Cloacal Exstrophy Associated with a Hindgut Duplication Anomaly: A Case Report of Challenges in Hindgut Preservation.

Abstract

Cloacal exstrophy (CE) is a rare condition, and the preservation of a short hindgut is crucial for growth, fluid-electrolyte balance, and bowel management. Herein, we present the case of an infant with concurrent anomalies and the challenges faced during the preservation of both hindguts. A preterm male infant, born at 34 weeks weighing 2 kg, was diagnosed with CE. The first stage of CE repair was performed at 3 months of age, involving the separation and tubularization of the cecal plate and the joining of the two hemi-bladders.

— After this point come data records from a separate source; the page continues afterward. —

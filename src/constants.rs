//! # Plugin Constants
//!
//! Fixed values shared by the controller, the descriptor and the tests: the
//! recognized parameter keys, the human-readable step messages written to the
//! status service, and the polling cadence.

use std::time::Duration;

/// Action parameter keys understood by the interaction action
pub mod params {
    /// Seconds to wait before auto-approving; `0` disables the timeout
    pub const TIMEOUT: &str = "Timeout";
}

/// Messages written to the step record at each phase
pub mod messages {
    pub const WAITING_FOR_INTERACTION: &str = "Waiting for user interaction";
    pub const INTERACTION_TIMED_OUT: &str = "Interaction timed out";
    pub const AUTO_APPROVED: &str = "Automatically approved & continuing to the next step";
    pub const INTERACTION_REJECTED: &str = "Interaction rejected";
    pub const EXECUTION_CANCELED: &str = "Execution canceled";
    pub const INTERACTION_APPROVED: &str = "Interaction approved";

    /// Second line of the waiting message pair
    pub fn timeout_notice(timeout_seconds: u64) -> String {
        format!("Timeout: {timeout_seconds} seconds")
    }
}

/// Keys placed in the `data` map of a plugin response
pub mod response {
    pub const STATUS: &str = "status";
    pub const CANCELED: &str = "canceled";
}

/// Polling cadence while waiting for a human decision
pub mod polling {
    use super::Duration;

    pub const DEFAULT_POLL_INTERVAL_SECONDS: u64 = 5;

    pub const DEFAULT_POLL_INTERVAL: Duration = Duration::from_secs(DEFAULT_POLL_INTERVAL_SECONDS);
}

/// Plugin identity reported to the host catalog
pub mod plugin {
    pub const NAME: &str = "Interaction";
    pub const TYPE: &str = "action";
    pub const VERSION: &str = "1.1.1";
    pub const AUTHOR: &str = "JustNZ";
    pub const ACTION_ID: &str = "interaction";
    pub const ACTION_DESCRIPTION: &str = "Wait for user interaction to continue";
    pub const ACTION_ICON: &str = "solar:hand-shake-linear";
    pub const ACTION_CATEGORY: &str = "Utility";
    pub const TIMEOUT_PARAM_DESCRIPTION: &str =
        "Continue to the next step after the specified time (in seconds). 0 to disable";
}
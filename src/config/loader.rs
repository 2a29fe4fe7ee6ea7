//! Configuration Loader
//!
//! Environment-aware layering of defaults, config files and environment
//! variables on top of the `config` crate.

use config::{Config, Environment, File};
use std::collections::HashMap;
use std::path::{Path, PathBuf};
use tracing::debug;

use super::PluginConfig;
use crate::error::Result;

/// Environment variable prefix; nesting uses a double underscore,
/// e.g. `INTERACTION__STATUS_SERVICE__BASE_URL`
pub const ENV_PREFIX: &str = "INTERACTION";

/// Explicit config file location
pub const CONFIG_PATH_VAR: &str = "INTERACTION_CONFIG_PATH";

const DEFAULT_CONFIG_LOCATIONS: [&str; 2] = ["config/interaction.toml", "interaction.toml"];

/// Builder for a layered [`PluginConfig`]
#[derive(Debug, Default)]
pub struct ConfigLoader {
    config_path: Option<PathBuf>,
    environment: Option<String>,
    env_source: Option<HashMap<String, String>>,
}

impl ConfigLoader {
    pub fn new() -> Self {
        Self::default()
    }

    /// Use this file instead of searching the default locations
    pub fn with_file(mut self, path: impl Into<PathBuf>) -> Self {
        self.config_path = Some(path.into());
        self
    }

    /// Override the detected environment name
    pub fn with_environment(mut self, environment: impl Into<String>) -> Self {
        self.environment = Some(environment.into());
        self
    }

    /// Read overrides from this map instead of the process environment
    pub fn with_env_source(mut self, vars: HashMap<String, String>) -> Self {
        self.env_source = Some(vars);
        self
    }

    /// Build and validate the configuration
    pub fn load(self) -> Result<PluginConfig> {
        let environment = self
            .environment
            .clone()
            .unwrap_or_else(detect_environment);

        let mut builder = Config::builder().add_source(Config::try_from(&PluginConfig::default())?);

        if let Some(path) = self.resolve_config_path() {
            debug!(
                path = %path.display(),
                environment = %environment,
                "Loading interaction plugin configuration file"
            );
            builder = builder.add_source(File::from(path.clone()).required(true));

            if let Some(overlay) = environment_overlay(&path, &environment) {
                debug!(path = %overlay.display(), "Applying environment overlay");
                builder = builder.add_source(File::from(overlay).required(false));
            }
        }

        builder = builder.add_source(
            Environment::with_prefix(ENV_PREFIX)
                .prefix_separator("__")
                .separator("__")
                .try_parsing(true)
                .source(self.env_source),
        );

        let config: PluginConfig = builder.build()?.try_deserialize()?;
        config.validate()?;

        debug!(config = %config.sanitized(), "Configuration loaded successfully");
        Ok(config)
    }

    fn resolve_config_path(&self) -> Option<PathBuf> {
        if let Some(path) = &self.config_path {
            return Some(path.clone());
        }
        if let Ok(path) = std::env::var(CONFIG_PATH_VAR) {
            return Some(PathBuf::from(path));
        }
        DEFAULT_CONFIG_LOCATIONS
            .iter()
            .map(Path::new)
            .find(|path| path.is_file())
            .map(Path::to_path_buf)
    }
}

/// `config/interaction.toml` + `production` → `config/interaction.production.toml`
fn environment_overlay(path: &Path, environment: &str) -> Option<PathBuf> {
    let stem = path.file_stem()?.to_str()?;
    let extension = path.extension()?.to_str()?;
    let overlay = path.with_file_name(format!("{stem}.{environment}.{extension}"));
    overlay.is_file().then_some(overlay)
}

/// Get current environment from environment variables
pub fn detect_environment() -> String {
    std::env::var("INTERACTION_ENV")
        .or_else(|_| std::env::var("APP_ENV"))
        .unwrap_or_else(|_| "development".to_string())
}
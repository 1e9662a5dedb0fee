//! Represents an assembled file registered in the content catalog.

use chrono::{DateTime, Utc};
use serde::{Deserialize, Serialize};
use sqlx::FromRow;
use uuid::Uuid;

/// Catalog entry for one distinct piece of content.
///
/// At most one record exists per `content_hash`. The struct stores metadata
/// only; the bytes live at `storage_path`.
#[derive(Serialize, Deserialize, Clone, FromRow, Debug, PartialEq, Eq)]
pub struct FileRecord {
    /// Internal UUID for DB indexing.
    pub id: Uuid,

    /// Lowercase hex MD5 of the full file content.
    pub content_hash: String,

    /// Extension of the stored file without the dot; empty when it has none.
    pub extension: String,

    /// Size in bytes at registration time.
    pub size_bytes: i64,

    /// Location of the assembled file on disk.
    pub storage_path: String,

    /// When the record was registered.
    pub created_at: DateTime<Utc>,
}
//! HTTP handlers for cataloged files.

use crate::{errors::AppError, models::file_record::FileRecord, state::AppState};
use axum::{
    Json,
    body::Body,
    extract::{Path, State},
    http::{HeaderMap, HeaderValue, StatusCode, header},
    response::Response,
};
use std::io;
use tokio::fs::File;
use tokio_util::io::ReaderStream;

/// `GET /files/{id}`
pub async fn get_file(
    State(state): State<AppState>,
    Path(id): Path<String>,
) -> Result<Json<FileRecord>, AppError> {
    Ok(Json(state.catalog.find_by_id(&id).await?))
}

/// `HEAD /files/{id}` — 200 if cataloged, 404 otherwise.
pub async fn head_file(
    State(state): State<AppState>,
    Path(id): Path<String>,
) -> Result<StatusCode, AppError> {
    Ok(presence(state.catalog.exists_by_id(&id).await?))
}

/// `HEAD /hashes/{hash}`
pub async fn head_file_by_hash(
    State(state): State<AppState>,
    Path(hash): Path<String>,
) -> Result<StatusCode, AppError> {
    Ok(presence(state.catalog.exists_by_hash(&hash).await?))
}

fn presence(exists: bool) -> StatusCode {
    if exists {
        StatusCode::OK
    } else {
        StatusCode::NOT_FOUND
    }
}

/// `GET /hashes/{hash}`
pub async fn get_file_by_hash(
    State(state): State<AppState>,
    Path(hash): Path<String>,
) -> Result<Json<FileRecord>, AppError> {
    Ok(Json(state.catalog.find_by_hash(&hash).await?))
}

/// `GET /files/{id}/content` — stream the stored bytes.
pub async fn download_file(
    State(state): State<AppState>,
    Path(id): Path<String>,
) -> Result<Response, AppError> {
    let record = state.catalog.find_by_id(&id).await?;
    let file = File::open(&record.storage_path).await.map_err(|err| {
        if err.kind() == io::ErrorKind::NotFound {
            AppError::not_found(format!("payload of file `{}` is missing", record.id))
        } else {
            AppError::internal(err.to_string())
        }
    })?;
    let length = file
        .metadata()
        .await
        .map_err(|err| AppError::internal(err.to_string()))?
        .len();

    let mut response = Response::new(Body::from_stream(ReaderStream::new(file)));
    *response.status_mut() = StatusCode::OK;
    set_file_headers(response.headers_mut(), &record, length);
    Ok(response)
}

/// `DELETE /files/{id}` — metadata goes now, bytes are removed in the background.
pub async fn delete_file(
    State(state): State<AppState>,
    Path(id): Path<String>,
) -> Result<Json<FileRecord>, AppError> {
    Ok(Json(state.catalog.delete_by_id(&id).await?))
}

/// `length` is the size of the payload being sent, which is what the body
/// will actually contain.
fn set_file_headers(headers: &mut HeaderMap, record: &FileRecord, length: u64) {
    headers.insert(
        header::CONTENT_TYPE,
        HeaderValue::from_static("application/octet-stream"),
    );

    headers.insert(header::CONTENT_LENGTH, HeaderValue::from(length));

    if let Ok(value) = HeaderValue::from_str(&format!("\"{}\"", record.content_hash)) {
        headers.insert(header::ETAG, value);
    }

    let name = if record.extension.is_empty() {
        record.content_hash.clone()
    } else {
        format!("{}.{}", record.content_hash, record.extension)
    };
    if let Ok(value) = HeaderValue::from_str(&format!("attachment; filename=\"{}\"", name)) {
        headers.insert(header::CONTENT_DISPOSITION, value);
    }

    headers.insert(
        header::LAST_MODIFIED,
        HeaderValue::from_str(&record.created_at.to_rfc2822())
            .unwrap_or_else(|_| HeaderValue::from_static("")),
    );
}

During the procedure, hindgut duplication was noted. Each hindgut had a short mesentery with far-separated, tiny blind ends (7 and 10 cm in length), each directed toward opposite sides of the pelvis and measuring 8 Fr in caliber. Due to the risk of compromising the blood supply during rotation and mobilization of one hindgut, the decision was made to exteriorize each hindgut as end stomas. Both stomas began functioning as expected. However, a colo-cutaneous fistula (connecting the cecum to the midline surgical wound) developed and was managed conservatively for 8 weeks. During this period, despite the functioning left stoma, the right stoma was stenosed, and the fistula persisted. The infant underwent a second laparotomy for fistula repair and reconstruction of both hindguts. This was successfully managed by creating a single-lumen end stoma, preserving the entire length of the hindguts with a wider caliber. In conclusion, complex cases of CE are uncommon, and unexpected operative findings should always be anticipated. Reconstructing both hindguts into a single lumen during the initial procedure can be challenging but is achievable with time and careful effort. Preservation of both hindgut ends should be prioritized. However, long-term outcomes remain uncertain due to the rarity of this presentation.